• _Data to examine_:
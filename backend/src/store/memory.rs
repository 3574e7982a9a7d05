//! In-process store used by tests and by `store.backend = "memory"`
//!
//! A single mutex guards all state, so every transaction is serializable. A
//! transaction works on a copy and swaps it in on commit.

use std::collections::HashMap;
use std::sync::Arc;
use std::time::Duration;

use async_trait::async_trait;
use shared::{InventoryItem, Sale, SaleDetail, StockMovement};
use tokio::sync::{Mutex, OwnedMutexGuard};
use uuid::Uuid;

use super::{ConflictField, MovementFilter, SaleFilter, Store, StoreTx};
use crate::error::{AppError, AppResult};

#[derive(Debug, Clone, Default)]
struct MemoryState {
    items: HashMap<Uuid, InventoryItem>,
    /// Append-only, oldest first
    movements: Vec<StockMovement>,
    sales: HashMap<Uuid, Sale>,
}

impl MemoryState {
    fn owned_item(&self, owner_id: Uuid, item_id: Uuid) -> Option<&InventoryItem> {
        self.items
            .get(&item_id)
            .filter(|item| item.owner_id == owner_id)
    }

    fn active_items(&self, owner_id: Uuid, include_inactive: bool) -> Vec<InventoryItem> {
        let mut items: Vec<InventoryItem> = self
            .items
            .values()
            .filter(|item| item.owner_id == owner_id && (include_inactive || item.is_active))
            .cloned()
            .collect();
        items.sort_by(|a, b| {
            b.created_at
                .cmp(&a.created_at)
                .then_with(|| a.name.cmp(&b.name))
        });
        items
    }

    fn sale_detail(&self, sale: &Sale) -> SaleDetail {
        let item = self.items.get(&sale.item_id);
        SaleDetail {
            sale: sale.clone(),
            item_name: item.map(|i| i.name.clone()).unwrap_or_default(),
            item_unit: item.map(|i| i.unit.clone()).unwrap_or_default(),
            category: item.and_then(|i| i.category.clone()),
        }
    }
}

/// Mutex-guarded in-memory store
#[derive(Clone)]
pub struct MemoryStore {
    state: Arc<Mutex<MemoryState>>,
    lock_timeout: Duration,
}

impl MemoryStore {
    pub fn new(lock_timeout: Duration) -> Self {
        Self {
            state: Arc::new(Mutex::new(MemoryState::default())),
            lock_timeout,
        }
    }

    async fn acquire(&self) -> AppResult<OwnedMutexGuard<MemoryState>> {
        tokio::time::timeout(self.lock_timeout, self.state.clone().lock_owned())
            .await
            .map_err(|_| {
                tracing::warn!(
                    timeout_ms = self.lock_timeout.as_millis() as u64,
                    retryable = true,
                    "Timed out waiting for inventory lock"
                );
                AppError::Concurrency("Timed out waiting for inventory lock".to_string())
            })
    }
}

impl Default for MemoryStore {
    fn default() -> Self {
        Self::new(Duration::from_secs(5))
    }
}

#[async_trait]
impl Store for MemoryStore {
    async fn begin(&self) -> AppResult<Box<dyn StoreTx>> {
        let guard = self.acquire().await?;
        let working = MemoryState::clone(&guard);
        Ok(Box::new(MemoryTx { guard, working }))
    }

    async fn list_items(
        &self,
        owner_id: Uuid,
        include_inactive: bool,
    ) -> AppResult<Vec<InventoryItem>> {
        let state = self.acquire().await?;
        Ok(state.active_items(owner_id, include_inactive))
    }

    async fn find_item(&self, owner_id: Uuid, item_id: Uuid) -> AppResult<Option<InventoryItem>> {
        let state = self.acquire().await?;
        Ok(state
            .owned_item(owner_id, item_id)
            .filter(|item| item.is_active)
            .cloned())
    }

    async fn list_movements(
        &self,
        owner_id: Uuid,
        filter: &MovementFilter,
    ) -> AppResult<Vec<StockMovement>> {
        let state = self.acquire().await?;
        let mut movements: Vec<StockMovement> = state
            .movements
            .iter()
            .rev()
            .filter(|m| m.owner_id == owner_id)
            .filter(|m| filter.item_id.map_or(true, |id| m.item_id == id))
            .filter(|m| filter.movement_type.map_or(true, |t| m.movement_type == t))
            .cloned()
            .collect();
        // stable: equal timestamps keep newest-inserted first
        movements.sort_by(|a, b| b.created_at.cmp(&a.created_at));
        if let Some(limit) = filter.limit {
            movements.truncate(limit.max(0) as usize);
        }
        Ok(movements)
    }

    async fn find_sale(&self, owner_id: Uuid, sale_id: Uuid) -> AppResult<Option<SaleDetail>> {
        let state = self.acquire().await?;
        Ok(state
            .sales
            .get(&sale_id)
            .filter(|sale| sale.owner_id == owner_id)
            .map(|sale| state.sale_detail(sale)))
    }

    async fn list_sales(&self, owner_id: Uuid, filter: &SaleFilter) -> AppResult<Vec<SaleDetail>> {
        let state = self.acquire().await?;
        let mut sales: Vec<&Sale> = state
            .sales
            .values()
            .filter(|sale| sale.owner_id == owner_id && filter.matches(sale))
            .collect();
        sales.sort_by(|a, b| b.sale_date.cmp(&a.sale_date).then_with(|| a.id.cmp(&b.id)));
        Ok(sales.into_iter().map(|sale| state.sale_detail(sale)).collect())
    }

    async fn ping(&self) -> AppResult<()> {
        self.acquire().await.map(|_| ())
    }
}

struct MemoryTx {
    guard: OwnedMutexGuard<MemoryState>,
    working: MemoryState,
}

#[async_trait]
impl StoreTx for MemoryTx {
    async fn lock_item(&mut self, owner_id: Uuid, item_id: Uuid) -> AppResult<Option<InventoryItem>> {
        Ok(self
            .working
            .owned_item(owner_id, item_id)
            .filter(|item| item.is_active)
            .cloned())
    }

    async fn lock_active_items(&mut self, owner_id: Uuid) -> AppResult<Vec<InventoryItem>> {
        Ok(self.working.active_items(owner_id, false))
    }

    async fn find_conflict(
        &mut self,
        owner_id: Uuid,
        name: &str,
        barcode: Option<&str>,
        exclude: Option<Uuid>,
    ) -> AppResult<Option<ConflictField>> {
        let name = name.to_lowercase();
        let barcode = barcode.filter(|b| !b.is_empty());
        let others = self.working.items.values().filter(|item| {
            item.owner_id == owner_id && item.is_active && Some(item.id) != exclude
        });

        let mut conflict = None;
        for item in others {
            if item.name.to_lowercase() == name {
                return Ok(Some(ConflictField::Name));
            }
            if barcode.is_some() && item.barcode.as_deref() == barcode {
                conflict = Some(ConflictField::Barcode);
            }
        }
        Ok(conflict)
    }

    async fn insert_item(&mut self, item: &InventoryItem) -> AppResult<()> {
        self.working.items.insert(item.id, item.clone());
        Ok(())
    }

    async fn update_item(&mut self, item: &InventoryItem) -> AppResult<()> {
        match self.working.items.get_mut(&item.id) {
            Some(stored) if stored.owner_id == item.owner_id => {
                *stored = item.clone();
                Ok(())
            }
            _ => Err(AppError::NotFound("Inventory item".to_string())),
        }
    }

    async fn insert_movement(&mut self, movement: &StockMovement) -> AppResult<()> {
        self.working.movements.push(movement.clone());
        Ok(())
    }

    async fn lock_sale(&mut self, owner_id: Uuid, sale_id: Uuid) -> AppResult<Option<Sale>> {
        Ok(self
            .working
            .sales
            .get(&sale_id)
            .filter(|sale| sale.owner_id == owner_id)
            .cloned())
    }

    async fn insert_sale(&mut self, sale: &Sale) -> AppResult<()> {
        self.working.sales.insert(sale.id, sale.clone());
        Ok(())
    }

    async fn update_sale(&mut self, sale: &Sale) -> AppResult<()> {
        match self.working.sales.get_mut(&sale.id) {
            Some(stored) if stored.owner_id == sale.owner_id => {
                *stored = sale.clone();
                Ok(())
            }
            _ => Err(AppError::NotFound("Sale".to_string())),
        }
    }

    async fn delete_sale(&mut self, owner_id: Uuid, sale_id: Uuid) -> AppResult<()> {
        let owned = self
            .working
            .sales
            .get(&sale_id)
            .is_some_and(|sale| sale.owner_id == owner_id);
        if !owned {
            return Err(AppError::NotFound("Sale".to_string()));
        }
        self.working.sales.remove(&sale_id);
        Ok(())
    }

    async fn commit(self: Box<Self>) -> AppResult<()> {
        let MemoryTx { mut guard, working } = *self;
        *guard = working;
        Ok(())
    }
}
//! Authentication middleware
//!
//! Tokens are issued elsewhere; this layer only verifies the HS256 signature
//! and expiry and pulls the owner id out of `sub`. All ledger data is scoped
//! by that owner.

use axum::{
    extract::{Request, State},
    http::header::AUTHORIZATION,
    middleware::Next,
    response::{IntoResponse, Response},
};
use jsonwebtoken::{decode, DecodingKey, Validation};
use serde::{Deserialize, Serialize};
use uuid::Uuid;

use crate::error::AppError;
use crate::AppState;

/// Authenticated shop owner extracted from the JWT
#[derive(Clone, Copy, Debug, PartialEq, Eq)]
pub struct AuthUser {
    pub owner_id: Uuid,
}

/// JWT claims structure
#[derive(Debug, Serialize, Deserialize)]
pub struct Claims {
    /// Owner id
    pub sub: String,
    pub exp: i64,
    #[serde(default)]
    pub iat: i64,
}

/// Authentication middleware that validates JWT tokens
pub async fn auth_middleware(
    State(state): State<AppState>,
    mut request: Request,
    next: Next,
) -> Response {
    let auth_header = request
        .headers()
        .get(AUTHORIZATION)
        .and_then(|h| h.to_str().ok());

    let token = match auth_header.and_then(|header| header.strip_prefix("Bearer ")) {
        Some(token) => token,
        None => return unauthorized("Missing or invalid Authorization header"),
    };

    let claims = match decode_jwt(token, &state.config.jwt.secret) {
        Ok(claims) => claims,
        Err(msg) => return unauthorized(&msg),
    };

    let owner_id = match Uuid::parse_str(&claims.sub) {
        Ok(id) => id,
        Err(_) => return unauthorized("Invalid owner ID in token"),
    };

    request.extensions_mut().insert(AuthUser { owner_id });

    next.run(request).await
}

/// Decode and validate JWT token
fn decode_jwt(token: &str, secret: &str) -> Result<Claims, String> {
    decode::<Claims>(
        token,
        &DecodingKey::from_secret(secret.as_bytes()),
        &Validation::default(),
    )
    .map(|data| data.claims)
    .map_err(|e| format!("Invalid token: {}", e))
}

fn unauthorized(message: &str) -> Response {
    AppError::Unauthorized(message.to_string()).into_response()
}

/// Extractor for authenticated user
/// Use this in handlers to get the current user
#[derive(Clone, Debug)]
pub struct CurrentUser(pub AuthUser);

#[axum::async_trait]
impl<S> axum::extract::FromRequestParts<S> for CurrentUser
where
    S: Send + Sync,
{
    type Rejection = AppError;

    async fn from_request_parts(
        parts: &mut axum::http::request::Parts,
        _state: &S,
    ) -> Result<Self, Self::Rejection> {
        parts
            .extensions
            .get::<AuthUser>()
            .copied()
            .map(CurrentUser)
            .ok_or_else(|| AppError::Unauthorized("Authentication required".to_string()))
    }
}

• _Description of the task_:
The answer should contain only the lines from the first line of the entries through the line holding "use std::time::Duration;", each exactly as written.

• _Problem solution_:
filename backend/src/store/memory.rs
repository 3574e7982a9a7d05
//! In-process store used by tests and by `store.backend = "memory"`
//!
//! A single mutex guards all state, so every transaction is serializable. A
//! transaction works on a copy and swaps it in on commit.

use std::collections::HashMap;
use std::sync::Arc;
use std::time::Duration;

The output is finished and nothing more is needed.